YOUR INSTRUCTIONS:
Write out again, exactly, the lines below starting at the one with "let event = Arc::new(Event" and ending at the one with "self.persist(&event);".

START AVAILABLE DATA

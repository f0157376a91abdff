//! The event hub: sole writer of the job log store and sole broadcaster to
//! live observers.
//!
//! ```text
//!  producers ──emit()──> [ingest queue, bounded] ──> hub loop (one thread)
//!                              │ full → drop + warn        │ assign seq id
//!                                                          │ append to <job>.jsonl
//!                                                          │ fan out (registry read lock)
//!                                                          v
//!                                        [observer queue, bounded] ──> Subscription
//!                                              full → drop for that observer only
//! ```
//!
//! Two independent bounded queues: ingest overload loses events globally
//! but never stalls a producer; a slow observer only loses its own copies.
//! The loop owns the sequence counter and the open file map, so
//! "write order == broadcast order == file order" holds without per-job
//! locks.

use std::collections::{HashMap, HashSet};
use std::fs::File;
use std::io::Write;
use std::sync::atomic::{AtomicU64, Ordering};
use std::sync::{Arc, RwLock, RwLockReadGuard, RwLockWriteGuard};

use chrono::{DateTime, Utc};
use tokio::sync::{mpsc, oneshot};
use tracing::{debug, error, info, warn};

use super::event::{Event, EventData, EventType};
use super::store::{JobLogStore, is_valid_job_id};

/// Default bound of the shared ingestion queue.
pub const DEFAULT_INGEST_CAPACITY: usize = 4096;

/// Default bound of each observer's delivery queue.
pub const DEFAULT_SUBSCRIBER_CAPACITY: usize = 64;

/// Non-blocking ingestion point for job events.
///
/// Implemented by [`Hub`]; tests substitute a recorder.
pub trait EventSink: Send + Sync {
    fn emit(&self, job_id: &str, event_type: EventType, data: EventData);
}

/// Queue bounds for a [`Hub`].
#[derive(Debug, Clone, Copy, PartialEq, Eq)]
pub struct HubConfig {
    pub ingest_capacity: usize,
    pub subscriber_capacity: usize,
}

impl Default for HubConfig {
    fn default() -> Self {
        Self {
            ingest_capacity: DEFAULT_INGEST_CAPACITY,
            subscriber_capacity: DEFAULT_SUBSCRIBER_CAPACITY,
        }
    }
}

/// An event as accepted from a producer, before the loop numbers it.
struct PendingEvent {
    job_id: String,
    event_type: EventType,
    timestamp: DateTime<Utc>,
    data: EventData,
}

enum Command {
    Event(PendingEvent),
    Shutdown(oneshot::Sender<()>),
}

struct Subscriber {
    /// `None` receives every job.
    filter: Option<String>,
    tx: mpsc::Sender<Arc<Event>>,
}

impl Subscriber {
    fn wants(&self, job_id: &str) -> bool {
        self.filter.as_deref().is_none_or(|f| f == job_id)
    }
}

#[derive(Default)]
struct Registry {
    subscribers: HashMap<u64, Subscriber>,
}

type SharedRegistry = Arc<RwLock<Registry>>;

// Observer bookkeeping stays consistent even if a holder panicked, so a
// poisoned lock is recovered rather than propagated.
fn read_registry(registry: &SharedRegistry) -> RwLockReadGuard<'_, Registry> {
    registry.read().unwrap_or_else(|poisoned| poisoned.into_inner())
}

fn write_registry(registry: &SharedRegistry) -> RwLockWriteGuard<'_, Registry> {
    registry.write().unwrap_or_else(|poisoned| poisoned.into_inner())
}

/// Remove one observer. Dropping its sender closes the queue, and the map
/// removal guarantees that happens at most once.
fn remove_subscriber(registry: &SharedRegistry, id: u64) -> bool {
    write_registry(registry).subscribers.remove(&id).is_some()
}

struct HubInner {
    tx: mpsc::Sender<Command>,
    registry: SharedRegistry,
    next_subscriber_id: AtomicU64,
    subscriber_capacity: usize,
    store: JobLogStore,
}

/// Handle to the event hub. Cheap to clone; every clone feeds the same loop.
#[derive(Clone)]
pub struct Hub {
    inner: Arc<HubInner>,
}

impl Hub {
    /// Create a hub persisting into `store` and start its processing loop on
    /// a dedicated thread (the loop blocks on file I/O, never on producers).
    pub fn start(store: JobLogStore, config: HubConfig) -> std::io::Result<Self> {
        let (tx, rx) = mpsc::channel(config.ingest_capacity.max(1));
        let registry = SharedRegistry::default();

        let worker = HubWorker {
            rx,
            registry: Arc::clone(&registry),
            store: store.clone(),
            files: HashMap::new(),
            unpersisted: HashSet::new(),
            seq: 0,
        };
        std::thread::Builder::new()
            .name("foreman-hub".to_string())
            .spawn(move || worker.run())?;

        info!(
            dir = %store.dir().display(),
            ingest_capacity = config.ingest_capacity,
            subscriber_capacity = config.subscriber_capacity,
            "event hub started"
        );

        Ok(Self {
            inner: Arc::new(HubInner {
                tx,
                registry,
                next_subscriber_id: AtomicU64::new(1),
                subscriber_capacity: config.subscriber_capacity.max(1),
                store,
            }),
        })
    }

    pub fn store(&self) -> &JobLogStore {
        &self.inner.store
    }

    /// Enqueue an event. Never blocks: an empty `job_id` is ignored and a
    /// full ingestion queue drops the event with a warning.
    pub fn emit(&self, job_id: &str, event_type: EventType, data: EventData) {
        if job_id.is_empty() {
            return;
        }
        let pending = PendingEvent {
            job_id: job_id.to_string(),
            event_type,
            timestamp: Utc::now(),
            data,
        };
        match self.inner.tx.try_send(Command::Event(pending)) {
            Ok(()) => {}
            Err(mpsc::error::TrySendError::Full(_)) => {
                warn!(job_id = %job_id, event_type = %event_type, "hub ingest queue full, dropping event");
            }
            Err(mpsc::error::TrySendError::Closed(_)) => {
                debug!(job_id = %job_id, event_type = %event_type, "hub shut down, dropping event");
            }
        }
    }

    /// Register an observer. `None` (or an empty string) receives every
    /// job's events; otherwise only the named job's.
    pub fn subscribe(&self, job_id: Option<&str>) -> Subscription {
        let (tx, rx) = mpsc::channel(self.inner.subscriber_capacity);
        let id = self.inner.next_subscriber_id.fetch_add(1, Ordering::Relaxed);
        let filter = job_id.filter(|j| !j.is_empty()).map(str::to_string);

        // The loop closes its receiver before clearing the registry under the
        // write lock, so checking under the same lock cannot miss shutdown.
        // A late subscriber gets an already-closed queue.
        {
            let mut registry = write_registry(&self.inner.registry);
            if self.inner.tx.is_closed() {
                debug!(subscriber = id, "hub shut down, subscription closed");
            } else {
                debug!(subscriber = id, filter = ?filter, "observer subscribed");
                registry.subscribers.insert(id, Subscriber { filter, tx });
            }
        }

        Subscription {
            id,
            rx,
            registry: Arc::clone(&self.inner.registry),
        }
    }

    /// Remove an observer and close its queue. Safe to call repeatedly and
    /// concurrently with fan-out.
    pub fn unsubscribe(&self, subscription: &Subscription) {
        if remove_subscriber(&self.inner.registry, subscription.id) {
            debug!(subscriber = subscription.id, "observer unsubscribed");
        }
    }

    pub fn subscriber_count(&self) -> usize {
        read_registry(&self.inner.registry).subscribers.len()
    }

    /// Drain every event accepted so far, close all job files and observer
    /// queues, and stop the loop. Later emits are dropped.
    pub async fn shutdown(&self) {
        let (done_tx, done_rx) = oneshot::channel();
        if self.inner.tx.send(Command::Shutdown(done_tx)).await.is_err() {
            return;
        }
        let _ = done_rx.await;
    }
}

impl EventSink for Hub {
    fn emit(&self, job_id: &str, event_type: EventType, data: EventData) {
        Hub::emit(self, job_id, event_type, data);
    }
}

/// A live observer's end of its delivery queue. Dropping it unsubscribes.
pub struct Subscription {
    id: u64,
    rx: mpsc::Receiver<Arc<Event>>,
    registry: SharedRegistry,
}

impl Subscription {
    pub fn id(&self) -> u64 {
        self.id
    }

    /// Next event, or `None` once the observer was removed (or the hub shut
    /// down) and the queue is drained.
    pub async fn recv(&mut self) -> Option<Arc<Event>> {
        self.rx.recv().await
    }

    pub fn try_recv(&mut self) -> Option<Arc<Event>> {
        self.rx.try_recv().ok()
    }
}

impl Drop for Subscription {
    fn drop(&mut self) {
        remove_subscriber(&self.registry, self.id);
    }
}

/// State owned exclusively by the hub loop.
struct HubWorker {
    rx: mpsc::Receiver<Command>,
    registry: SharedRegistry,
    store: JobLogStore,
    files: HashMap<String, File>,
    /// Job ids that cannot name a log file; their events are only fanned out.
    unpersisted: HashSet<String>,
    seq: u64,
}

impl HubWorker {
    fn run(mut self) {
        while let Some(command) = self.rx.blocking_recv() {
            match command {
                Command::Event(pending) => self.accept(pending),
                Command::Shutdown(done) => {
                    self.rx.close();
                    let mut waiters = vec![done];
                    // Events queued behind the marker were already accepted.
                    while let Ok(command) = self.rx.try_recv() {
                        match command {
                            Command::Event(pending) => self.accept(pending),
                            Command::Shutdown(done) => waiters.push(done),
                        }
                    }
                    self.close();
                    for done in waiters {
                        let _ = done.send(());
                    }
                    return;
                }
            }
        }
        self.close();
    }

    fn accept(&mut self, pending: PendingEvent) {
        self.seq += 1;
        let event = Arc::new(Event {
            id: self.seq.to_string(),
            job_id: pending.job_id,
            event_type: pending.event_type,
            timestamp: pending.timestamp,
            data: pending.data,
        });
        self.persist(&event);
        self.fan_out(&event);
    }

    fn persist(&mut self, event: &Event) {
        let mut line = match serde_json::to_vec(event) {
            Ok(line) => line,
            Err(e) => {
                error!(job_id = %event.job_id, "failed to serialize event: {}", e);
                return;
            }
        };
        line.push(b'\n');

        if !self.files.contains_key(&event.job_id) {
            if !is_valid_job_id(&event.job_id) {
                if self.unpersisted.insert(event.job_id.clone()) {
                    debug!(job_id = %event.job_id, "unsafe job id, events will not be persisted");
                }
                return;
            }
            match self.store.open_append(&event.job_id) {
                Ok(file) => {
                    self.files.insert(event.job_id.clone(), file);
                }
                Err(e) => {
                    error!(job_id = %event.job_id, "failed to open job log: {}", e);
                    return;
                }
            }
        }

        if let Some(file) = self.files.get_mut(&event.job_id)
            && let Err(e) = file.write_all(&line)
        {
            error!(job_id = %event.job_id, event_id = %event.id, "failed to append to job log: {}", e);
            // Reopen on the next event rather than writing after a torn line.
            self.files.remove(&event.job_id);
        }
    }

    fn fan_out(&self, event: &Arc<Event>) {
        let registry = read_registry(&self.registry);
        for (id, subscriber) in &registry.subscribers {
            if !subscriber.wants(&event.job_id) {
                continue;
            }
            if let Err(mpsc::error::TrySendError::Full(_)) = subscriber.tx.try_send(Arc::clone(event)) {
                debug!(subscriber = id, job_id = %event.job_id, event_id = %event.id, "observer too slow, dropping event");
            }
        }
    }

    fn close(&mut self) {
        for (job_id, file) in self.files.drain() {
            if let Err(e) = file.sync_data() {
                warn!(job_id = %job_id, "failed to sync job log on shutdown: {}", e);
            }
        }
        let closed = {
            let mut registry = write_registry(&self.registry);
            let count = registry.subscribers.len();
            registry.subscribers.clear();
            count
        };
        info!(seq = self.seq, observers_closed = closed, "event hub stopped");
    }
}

END AVAILABLE DATA

ANSWER TO THE PROBLEM:
        let event = Arc::new(Event {
            id: self.seq.to_string(),
            job_id: pending.job_id,
            event_type: pending.event_type,
            timestamp: pending.timestamp,
            data: pending.data,
        });
        self.persist(&event);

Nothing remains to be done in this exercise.